- [Brief]
Copy out each line of the material that includes the word "index".

- [Extracted data]
Segment Open
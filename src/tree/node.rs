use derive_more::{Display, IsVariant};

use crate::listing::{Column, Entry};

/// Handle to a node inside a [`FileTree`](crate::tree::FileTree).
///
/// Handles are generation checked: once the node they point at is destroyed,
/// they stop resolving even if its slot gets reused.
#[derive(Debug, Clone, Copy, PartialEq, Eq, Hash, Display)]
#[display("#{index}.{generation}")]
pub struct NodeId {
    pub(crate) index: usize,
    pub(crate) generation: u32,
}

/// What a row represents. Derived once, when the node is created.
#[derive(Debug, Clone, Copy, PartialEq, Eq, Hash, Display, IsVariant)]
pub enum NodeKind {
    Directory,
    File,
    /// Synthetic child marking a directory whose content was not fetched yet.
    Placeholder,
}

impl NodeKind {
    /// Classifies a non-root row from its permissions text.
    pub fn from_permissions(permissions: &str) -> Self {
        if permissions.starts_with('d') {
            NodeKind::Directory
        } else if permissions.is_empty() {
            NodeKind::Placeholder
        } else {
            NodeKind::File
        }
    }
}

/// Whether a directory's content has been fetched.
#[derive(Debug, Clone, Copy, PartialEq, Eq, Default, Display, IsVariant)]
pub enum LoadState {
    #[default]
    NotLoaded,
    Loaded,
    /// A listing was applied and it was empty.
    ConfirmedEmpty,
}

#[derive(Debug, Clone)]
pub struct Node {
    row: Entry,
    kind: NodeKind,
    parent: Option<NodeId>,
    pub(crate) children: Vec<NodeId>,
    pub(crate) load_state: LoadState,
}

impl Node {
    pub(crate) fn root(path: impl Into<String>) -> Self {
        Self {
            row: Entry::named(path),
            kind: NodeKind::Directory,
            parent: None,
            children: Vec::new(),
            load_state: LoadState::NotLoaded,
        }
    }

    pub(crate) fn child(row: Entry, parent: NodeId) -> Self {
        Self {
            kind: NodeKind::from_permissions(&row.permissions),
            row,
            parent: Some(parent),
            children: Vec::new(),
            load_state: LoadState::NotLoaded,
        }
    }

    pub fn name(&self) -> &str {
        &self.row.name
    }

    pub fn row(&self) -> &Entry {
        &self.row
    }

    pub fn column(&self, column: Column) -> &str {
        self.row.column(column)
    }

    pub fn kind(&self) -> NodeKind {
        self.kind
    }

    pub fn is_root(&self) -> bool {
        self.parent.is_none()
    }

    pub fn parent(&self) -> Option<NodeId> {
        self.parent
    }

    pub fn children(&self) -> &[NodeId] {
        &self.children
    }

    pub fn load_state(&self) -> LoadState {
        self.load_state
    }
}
Segment Closed
Segment Open
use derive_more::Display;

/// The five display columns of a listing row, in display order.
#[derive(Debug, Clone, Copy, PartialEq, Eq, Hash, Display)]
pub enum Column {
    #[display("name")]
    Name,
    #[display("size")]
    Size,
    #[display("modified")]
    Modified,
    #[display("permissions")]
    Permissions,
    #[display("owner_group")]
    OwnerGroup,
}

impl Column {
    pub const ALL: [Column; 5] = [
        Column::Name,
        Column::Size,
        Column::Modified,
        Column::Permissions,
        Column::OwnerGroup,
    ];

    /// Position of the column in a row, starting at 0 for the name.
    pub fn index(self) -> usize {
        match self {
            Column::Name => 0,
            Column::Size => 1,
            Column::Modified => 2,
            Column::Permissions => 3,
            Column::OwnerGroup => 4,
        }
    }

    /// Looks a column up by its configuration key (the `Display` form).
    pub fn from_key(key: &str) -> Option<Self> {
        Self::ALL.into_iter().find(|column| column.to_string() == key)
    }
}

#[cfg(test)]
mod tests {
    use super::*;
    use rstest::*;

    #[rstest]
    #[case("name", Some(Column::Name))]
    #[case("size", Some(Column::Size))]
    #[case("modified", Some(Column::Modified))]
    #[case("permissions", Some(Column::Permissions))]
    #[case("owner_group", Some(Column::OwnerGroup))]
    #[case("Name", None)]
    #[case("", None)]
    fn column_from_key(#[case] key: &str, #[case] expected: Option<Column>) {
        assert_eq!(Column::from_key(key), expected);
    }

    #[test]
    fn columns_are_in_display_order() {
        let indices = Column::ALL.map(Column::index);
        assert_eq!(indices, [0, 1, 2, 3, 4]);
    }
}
Segment Closed
- [Problem solution]
#[display("#{index}.{generation}")]
    pub(crate) index: usize,
    pub fn index(self) -> usize {
        let indices = Column::ALL.map(Column::index);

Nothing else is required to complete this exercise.